[Dataset entries]
*** Block opens ***
#![allow(dead_code)]

//! Scripted collaborators for executor tests.
//!
//! The connector, database and engine here share one record so tests can see
//! how often the database was opened and closed and which mode ran.

use std::any::Any;
use std::cell::RefCell;
use std::rc::Rc;

use crate::engine::{
    cause, ChangeSetRef, ConnectionParams, Contexts, Database, DatabaseConnector, EngineFactory,
    MigrationEngine, ResourceAccessor,
};
use crate::error::Error;
use crate::executor::{MigrationExecutor, MigrationMode};
use crate::listener::ChangeSetListener;

pub(crate) fn changeset(id: &str) -> ChangeSetRef {
    ChangeSetRef::new(id, "tester", "db/master.xml")
}

/// One thing the scripted engine does, in order.
pub(crate) enum Step {
    Execute(ChangeSetRef),
    Fail(Error),
}

#[derive(Default)]
struct Record {
    connects: usize,
    closes: usize,
    modes: Vec<MigrationMode>,
    last_params: Option<ConnectionParams>,
}

pub(crate) struct TestHarness {
    script: Rc<dyn Fn() -> Vec<Step>>,
    record: Rc<RefCell<Record>>,
    fail_connect: bool,
    fail_engine_init: bool,
    fail_close: bool,
}

impl TestHarness {
    pub fn new(script: impl Fn() -> Vec<Step> + 'static) -> Self {
        Self {
            script: Rc::new(script),
            record: Rc::default(),
            fail_connect: false,
            fail_engine_init: false,
            fail_close: false,
        }
    }

    pub fn failing_connect(mut self) -> Self {
        self.fail_connect = true;
        self
    }

    pub fn failing_engine_init(mut self) -> Self {
        self.fail_engine_init = true;
        self
    }

    pub fn failing_close(mut self) -> Self {
        self.fail_close = true;
        self
    }

    pub fn executor(&self) -> MigrationExecutor {
        MigrationExecutor::new(
            TestConnector {
                record: Rc::clone(&self.record),
                fail_connect: self.fail_connect,
                fail_close: self.fail_close,
            },
            ScriptedFactory {
                script: Rc::clone(&self.script),
                record: Rc::clone(&self.record),
                fail_engine_init: self.fail_engine_init,
            },
        )
    }

    pub fn connects(&self) -> usize {
        self.record.borrow().connects
    }

    pub fn closes(&self) -> usize {
        self.record.borrow().closes
    }

    pub fn modes(&self) -> Vec<MigrationMode> {
        self.record.borrow().modes.clone()
    }

    pub fn last_params(&self) -> Option<ConnectionParams> {
        self.record.borrow().last_params.clone()
    }
}

struct TestConnector {
    record: Rc<RefCell<Record>>,
    fail_connect: bool,
    fail_close: bool,
}

impl DatabaseConnector for TestConnector {
    fn connect(&self, params: &ConnectionParams) -> Result<Box<dyn Database>, Error> {
        let mut record = self.record.borrow_mut();
        record.connects += 1;
        record.last_params = Some(params.clone());
        if self.fail_connect {
            return Err(Error::DatabaseConnect(cause("database unreachable")));
        }
        Ok(Box::new(TestDatabase {
            record: Rc::clone(&self.record),
            fail_close: self.fail_close,
        }))
    }
}

struct TestDatabase {
    record: Rc<RefCell<Record>>,
    fail_close: bool,
}

impl Database for TestDatabase {
    fn close(&mut self) -> Result<(), Error> {
        self.record.borrow_mut().closes += 1;
        if self.fail_close {
            return Err(Error::Teardown(cause("connection already gone")));
        }
        Ok(())
    }

    fn as_any_mut(&mut self) -> &mut dyn Any {
        self
    }
}

struct ScriptedFactory {
    script: Rc<dyn Fn() -> Vec<Step>>,
    record: Rc<RefCell<Record>>,
    fail_engine_init: bool,
}

impl EngineFactory for ScriptedFactory {
    fn create<'a>(
        &'a self,
        _changelog: &str,
        _resources: &'a dyn ResourceAccessor,
        _database: &'a mut dyn Database,
    ) -> Result<Box<dyn MigrationEngine + 'a>, Error> {
        if self.fail_engine_init {
            return Err(Error::EngineInit(cause("malformed changelog reference")));
        }
        Ok(Box::new(ScriptedEngine {
            steps: (self.script)(),
            record: Rc::clone(&self.record),
            listener: None,
        }))
    }
}

struct ScriptedEngine {
    steps: Vec<Step>,
    record: Rc<RefCell<Record>>,
    listener: Option<Box<dyn ChangeSetListener>>,
}

impl ScriptedEngine {
    fn play(&mut self, mode: MigrationMode) -> Result<(), Error> {
        self.record.borrow_mut().modes.push(mode);
        for step in std::mem::take(&mut self.steps) {
            match step {
                Step::Execute(changeset) => {
                    if let Some(listener) = &self.listener {
                        listener.on_changeset_executed(&changeset);
                    }
                }
                Step::Fail(error) => return Err(error),
            }
        }
        Ok(())
    }
}

impl MigrationEngine for ScriptedEngine {
    fn set_changeset_listener(&mut self, listener: Box<dyn ChangeSetListener>) {
        self.listener = Some(listener);
    }

    fn update(&mut self, _contexts: &Contexts) -> Result<(), Error> {
        self.play(MigrationMode::ForwardOnly)
    }

    fn update_testing_rollback(&mut self, _contexts: &Contexts) -> Result<(), Error> {
        self.play(MigrationMode::TestRollback)
    }
}
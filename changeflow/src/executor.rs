//! Running a migration end to end.
//!
//! A run resolves its configuration, opens a database handle, builds an engine
//! over it, applies the changelog in the selected [`MigrationMode`] and closes
//! the handle again. The handle is closed on every path once it was opened; a
//! failed close is logged and otherwise ignored.

use std::path::PathBuf;

use serde::Serialize;

use crate::attribution::{FailureAttributor, SourceChainAttributor};
use crate::config::{self, ConfigurationKey, ExplicitFields, MigrationConfiguration};
use crate::engine::{
    cause, ChangeSetRef, ConnectionParams, Database, DatabaseConnector, EngineFactory,
    FileSystemResourceAccessor, ResourceAccessor,
};
use crate::error::Error;
use crate::listener::ExecutionListener;

/// How the changelog is applied.
#[derive(Debug, Clone, Copy, PartialEq, Eq, Serialize)]
pub enum MigrationMode {
    /// Apply pending changesets once.
    ForwardOnly,
    /// Apply, roll back, then apply again, checking rollbacks invert the
    /// forward changes.
    TestRollback,
}

impl MigrationMode {
    pub fn from_test_rollbacks(test_rollbacks: bool) -> Self {
        if test_rollbacks {
            Self::TestRollback
        } else {
            Self::ForwardOnly
        }
    }
}

/// What happened during a run.
#[derive(Debug, Clone, Default, PartialEq, Eq, Serialize)]
pub struct ExecutionReport {
    /// Changesets executed successfully, in the order the engine reported them.
    pub executed_changesets: Vec<ChangeSetRef>,
    /// The changeset behind the failure, when it could be identified.
    pub failed_changeset: Option<ChangeSetRef>,
}

/// A failed run: the cause together with the report accumulated before it.
#[derive(Debug, thiserror::Error)]
#[error("{error}")]
pub struct RunError {
    pub report: ExecutionReport,
    #[source]
    pub error: Error,
}

impl RunError {
    pub fn into_parts(self) -> (ExecutionReport, Error) {
        (self.report, self.error)
    }
}

/// Inputs for a single run.
#[derive(Debug, Clone, Default)]
pub struct RunSettings {
    pub properties_path: Option<PathBuf>,
    pub fields: ExplicitFields,
    pub driver_override: Option<String>,
    pub test_rollbacks: bool,
}

impl RunSettings {
    pub fn new() -> Self {
        Self::default()
    }

    /// Read base configuration from a `key=value` properties file.
    pub fn with_properties_path(mut self, path: impl Into<PathBuf>) -> Self {
        self.properties_path = Some(path.into());
        self
    }

    pub fn with_changelog_file(mut self, changelog: impl Into<String>) -> Self {
        self.fields.changelog_file = Some(changelog.into());
        self
    }

    pub fn with_url(mut self, url: impl Into<String>) -> Self {
        self.fields.url = Some(url.into());
        self
    }

    pub fn with_username(mut self, username: impl Into<String>) -> Self {
        self.fields.username = Some(username.into());
        self
    }

    pub fn with_password(mut self, password: impl Into<String>) -> Self {
        self.fields.password = Some(password.into());
        self
    }

    pub fn with_default_schema_name(mut self, schema: impl Into<String>) -> Self {
        self.fields.default_schema_name = Some(schema.into());
        self
    }

    pub fn with_contexts(mut self, contexts: impl Into<String>) -> Self {
        self.fields.contexts = Some(contexts.into());
        self
    }

    /// Pick the driver through the embedded catalog by engine display name.
    pub fn with_database_engine(mut self, engine: impl Into<String>) -> Self {
        self.fields.database_engine = Some(engine.into());
        self
    }

    /// Use this driver class regardless of the catalog.
    pub fn with_driver(mut self, driver: impl Into<String>) -> Self {
        self.driver_override = Some(driver.into());
        self
    }

    pub fn with_test_rollbacks(mut self, test_rollbacks: bool) -> Self {
        self.test_rollbacks = test_rollbacks;
        self
    }

    pub fn mode(&self) -> MigrationMode {
        MigrationMode::from_test_rollbacks(self.test_rollbacks)
    }

    /// Resolve the configuration these settings describe.
    pub fn resolve(&self) -> Result<MigrationConfiguration, Error> {
        config::resolve(
            self.properties_path.as_deref(),
            &self.fields,
            self.driver_override.as_deref(),
        )
    }
}

/// Drives runs against a connector and an engine factory.
pub struct MigrationExecutor {
    connector: Box<dyn DatabaseConnector>,
    engines: Box<dyn EngineFactory>,
    resources: Box<dyn ResourceAccessor>,
    attributor: Box<dyn FailureAttributor>,
}

impl std::fmt::Debug for MigrationExecutor {
    fn fmt(&self, f: &mut std::fmt::Formatter<'_>) -> std::fmt::Result {
        f.debug_struct("MigrationExecutor").finish_non_exhaustive()
    }
}

impl MigrationExecutor {
    /// Resources resolve against the current directory and failures are
    /// attributed with [`SourceChainAttributor`] unless configured otherwise.
    pub fn new(
        connector: impl DatabaseConnector + 'static,
        engines: impl EngineFactory + 'static,
    ) -> Self {
        Self {
            connector: Box::new(connector),
            engines: Box::new(engines),
            resources: Box::new(FileSystemResourceAccessor::new(".")),
            attributor: Box::new(SourceChainAttributor),
        }
    }

    /// Set where the engine reads changelog resources from.
    pub fn with_resource_accessor(mut self, resources: impl ResourceAccessor + 'static) -> Self {
        self.resources = Box::new(resources);
        self
    }

    pub fn with_attributor(mut self, attributor: impl FailureAttributor + 'static) -> Self {
        self.attributor = Box::new(attributor);
        self
    }

    /// Run a migration. On failure the returned [`RunError`] still carries the
    /// report of everything executed before the failure.
    pub fn run(&self, settings: &RunSettings) -> Result<ExecutionReport, RunError> {
        let mode = settings.mode();
        let _span = tracing::info_span!("migration_run", mode = ?mode).entered();

        let config = settings.resolve().map_err(|error| {
            tracing::error!(error = %error, "unable to resolve configuration");
            RunError {
                report: ExecutionReport::default(),
                error,
            }
        })?;
        tracing::debug!(config = ?config, "resolved configuration");

        let params = ConnectionParams::from_config(&config);
        let mut database = self.connector.connect(&params).map_err(|error| {
            tracing::error!(error = %error, "error creating database");
            RunError {
                report: ExecutionReport::default(),
                error,
            }
        })?;

        let listener = ExecutionListener::new();
        let outcome = self.execute(&config, mode, database.as_mut(), &listener);
        release(database.as_mut());

        let mut report = ExecutionReport {
            executed_changesets: listener.executed(),
            failed_changeset: None,
        };
        match outcome {
            Ok(()) => {
                tracing::info!(
                    executed = report.executed_changesets.len(),
                    "migration completed successfully"
                );
                Ok(report)
            }
            Err(error) => {
                report.failed_changeset = self.attributor.attribute(&error);
                tracing::error!(
                    error = %error,
                    kind = error.kind(),
                    executed = report.executed_changesets.len(),
                    failed_changeset = ?report.failed_changeset.as_ref().map(ToString::to_string),
                    "migration failed"
                );
                Err(RunError { report, error })
            }
        }
    }

    fn execute(
        &self,
        config: &MigrationConfiguration,
        mode: MigrationMode,
        database: &mut dyn Database,
        listener: &ExecutionListener,
    ) -> Result<(), Error> {
        let changelog = config
            .get(ConfigurationKey::ChangelogFile)
            .filter(|c| !c.is_empty())
            .ok_or_else(|| Error::EngineInit(cause("no changelog file configured")))?;

        let mut engine = self
            .engines
            .create(changelog, self.resources.as_ref(), database)?;
        engine.set_changeset_listener(Box::new(listener.clone()));

        let contexts = config.contexts();
        tracing::info!(changelog, contexts = %contexts, "starting migration");
        match mode {
            MigrationMode::ForwardOnly => engine.update(&contexts),
            MigrationMode::TestRollback => engine.update_testing_rollback(&contexts),
        }
    }
}

fn release(database: &mut dyn Database) {
    if let Err(error) = database.close() {
        tracing::warn!(error = %error, "error closing database");
    }
}
//! Recovering the changeset behind a failure.
//!
//! Engines do not hand the failing changeset back through a stable API; it is
//! buried in the failure value. Extraction is best effort and a miss is a
//! normal outcome.

use crate::engine::{ChangeSetFailure, ChangeSetRef};
use crate::error::Error;

/// Extracts the changeset that caused `failure`, if it can be found.
pub trait FailureAttributor {
    fn attribute(&self, failure: &Error) -> Option<ChangeSetRef>;
}

/// Walks the error's source chain looking for a [`ChangeSetFailure`].
#[derive(Debug, Clone, Copy, Default)]
pub struct SourceChainAttributor;

impl FailureAttributor for SourceChainAttributor {
    fn attribute(&self, failure: &Error) -> Option<ChangeSetRef> {
        let mut current: Option<&(dyn std::error::Error + 'static)> = Some(failure);
        while let Some(err) = current {
            if let Some(failed) = err.downcast_ref::<ChangeSetFailure>() {
                let changeset = failed.changeset().clone();
                tracing::debug!(changeset = %changeset, "retrieved reference to failed changeset");
                return Some(changeset);
            }
            current = err.source();
        }
        tracing::debug!(kind = failure.kind(), "no failed changeset found in failure");
        None
    }
}
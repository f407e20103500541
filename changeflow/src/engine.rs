//! Contracts for the collaborators a run drives: the database connector, the
//! migration engine and the resource accessor, plus the values passed across
//! them.

use std::any::Any;
use std::fmt;
use std::path::{Component, Path, PathBuf};

use serde::Serialize;

use crate::config::{ConfigurationKey, MigrationConfiguration};
use crate::error::{BoxError, Error};
use crate::listener::ChangeSetListener;

/// A reference to one changeset, as identified by the engine.
#[derive(Debug, Clone, PartialEq, Eq, Hash, Serialize)]
pub struct ChangeSetRef {
    pub id: String,
    pub author: String,
    pub changelog: String,
}

impl ChangeSetRef {
    pub fn new(
        id: impl Into<String>,
        author: impl Into<String>,
        changelog: impl Into<String>,
    ) -> Self {
        Self {
            id: id.into(),
            author: author.into(),
            changelog: changelog.into(),
        }
    }
}

impl fmt::Display for ChangeSetRef {
    fn fmt(&self, f: &mut fmt::Formatter<'_>) -> fmt::Result {
        write!(f, "{}::{}::{}", self.changelog, self.id, self.author)
    }
}

/// The failure an engine raises when a specific changeset breaks.
///
/// Engines box this inside [`Error::MigrationFailed`]. The changeset is not
/// exposed; it is recovered by [`crate::attribution`].
#[derive(Debug, thiserror::Error)]
#[error("changeset {changeset} failed: {source}")]
pub struct ChangeSetFailure {
    changeset: ChangeSetRef,
    #[source]
    source: Error,
}

impl ChangeSetFailure {
    pub fn new(changeset: ChangeSetRef, source: Error) -> Self {
        Self { changeset, source }
    }

    pub(crate) fn changeset(&self) -> &ChangeSetRef {
        &self.changeset
    }
}

impl From<ChangeSetFailure> for Error {
    fn from(value: ChangeSetFailure) -> Self {
        Error::MigrationFailed(Box::new(value))
    }
}

/// Context labels selecting which changesets run.
#[derive(Debug, Clone, Default, PartialEq, Eq)]
pub struct Contexts(Vec<String>);

impl Contexts {
    /// Parse a comma-separated list. Blank entries are dropped.
    pub fn parse(value: &str) -> Self {
        Self(
            value
                .split(',')
                .map(str::trim)
                .filter(|c| !c.is_empty())
                .map(str::to_string)
                .collect(),
        )
    }

    pub fn is_empty(&self) -> bool {
        self.0.is_empty()
    }

    pub fn as_slice(&self) -> &[String] {
        &self.0
    }

    /// Whether a changeset labelled with `labels` runs under this filter. An
    /// empty filter or an unlabelled changeset always matches.
    pub fn matches<S: AsRef<str>>(&self, labels: &[S]) -> bool {
        self.0.is_empty()
            || labels.is_empty()
            || labels
                .iter()
                .any(|label| self.0.iter().any(|c| c.eq_ignore_ascii_case(label.as_ref())))
    }
}

impl fmt::Display for Contexts {
    fn fmt(&self, f: &mut fmt::Formatter<'_>) -> fmt::Result {
        f.write_str(&self.0.join(","))
    }
}

/// What a connector needs to open a database handle.
#[derive(Clone, Default, PartialEq, Eq)]
pub struct ConnectionParams {
    pub url: Option<String>,
    pub username: Option<String>,
    pub password: Option<String>,
    pub driver: Option<String>,
    pub default_schema_name: Option<String>,
    pub default_catalog_name: Option<String>,
}

impl ConnectionParams {
    pub fn from_config(config: &MigrationConfiguration) -> Self {
        let get = |key| config.get(key).map(str::to_string);
        Self {
            url: get(ConfigurationKey::Url),
            username: get(ConfigurationKey::Username),
            password: get(ConfigurationKey::Password),
            driver: get(ConfigurationKey::Driver),
            default_schema_name: get(ConfigurationKey::DefaultSchemaName),
            default_catalog_name: get(ConfigurationKey::DefaultCatalogName),
        }
    }
}

impl fmt::Debug for ConnectionParams {
    fn fmt(&self, f: &mut fmt::Formatter<'_>) -> fmt::Result {
        f.debug_struct("ConnectionParams")
            .field("url", &self.url)
            .field("username", &self.username)
            .field("password", &self.password.as_ref().map(|_| "********"))
            .field("driver", &self.driver)
            .field("default_schema_name", &self.default_schema_name)
            .field("default_catalog_name", &self.default_catalog_name)
            .finish()
    }
}

/// A database handle owned by a single run.
pub trait Database {
    /// Release the handle. Called exactly once per run.
    fn close(&mut self) -> Result<(), Error>;

    /// Lets an engine reach its concrete handle type.
    fn as_any_mut(&mut self) -> &mut dyn Any;
}

/// Opens database handles.
pub trait DatabaseConnector {
    /// Failures are reported as [`Error::DatabaseConnect`].
    fn connect(&self, params: &ConnectionParams) -> Result<Box<dyn Database>, Error>;
}

/// A migration engine bound to one changelog and one database handle.
pub trait MigrationEngine {
    fn set_changeset_listener(&mut self, listener: Box<dyn ChangeSetListener>);

    /// Apply all pending changesets matching `contexts`.
    fn update(&mut self, contexts: &Contexts) -> Result<(), Error>;

    /// Apply all pending changesets, roll back the ones just applied, then
    /// apply them again.
    fn update_testing_rollback(&mut self, contexts: &Contexts) -> Result<(), Error>;
}

/// Builds engines.
pub trait EngineFactory {
    /// Failures are reported as [`Error::EngineInit`]. The engine borrows the
    /// database; the caller keeps ownership and closes it.
    fn create<'a>(
        &'a self,
        changelog: &str,
        resources: &'a dyn ResourceAccessor,
        database: &'a mut dyn Database,
    ) -> Result<Box<dyn MigrationEngine + 'a>, Error>;
}

/// Reads files by workspace-relative path on behalf of the engine.
pub trait ResourceAccessor {
    fn read_to_string(&self, path: &str) -> std::io::Result<String>;
}

/// Resolves resources under a fixed root directory.
#[derive(Debug, Clone)]
pub struct FileSystemResourceAccessor {
    root: PathBuf,
}

impl FileSystemResourceAccessor {
    pub fn new(root: impl Into<PathBuf>) -> Self {
        Self { root: root.into() }
    }

    pub fn root(&self) -> &Path {
        &self.root
    }
}

impl ResourceAccessor for FileSystemResourceAccessor {
    fn read_to_string(&self, path: &str) -> std::io::Result<String> {
        let relative = Path::new(path);
        let escapes = relative.components().any(|c| {
            matches!(
                c,
                Component::ParentDir | Component::RootDir | Component::Prefix(_)
            )
        });
        if escapes {
            return Err(std::io::Error::new(
                std::io::ErrorKind::InvalidInput,
                format!("resource path [{path}] must stay inside the workspace"),
            ));
        }
        std::fs::read_to_string(self.root.join(relative))
    }
}

/// Convenience for collaborators turning plain messages into boxed causes.
pub(crate) fn cause(message: impl Into<String>) -> BoxError {
    BoxError::from(message.into())
}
*** Block closes ***
=== HOW TO COMPLETE THIS TASK ===
Search the data for "join". Copy each line that has it.

=== RESULT OF THE TASK ===
        f.write_str(&self.0.join(","))
        std::fs::read_to_string(self.root.join(relative))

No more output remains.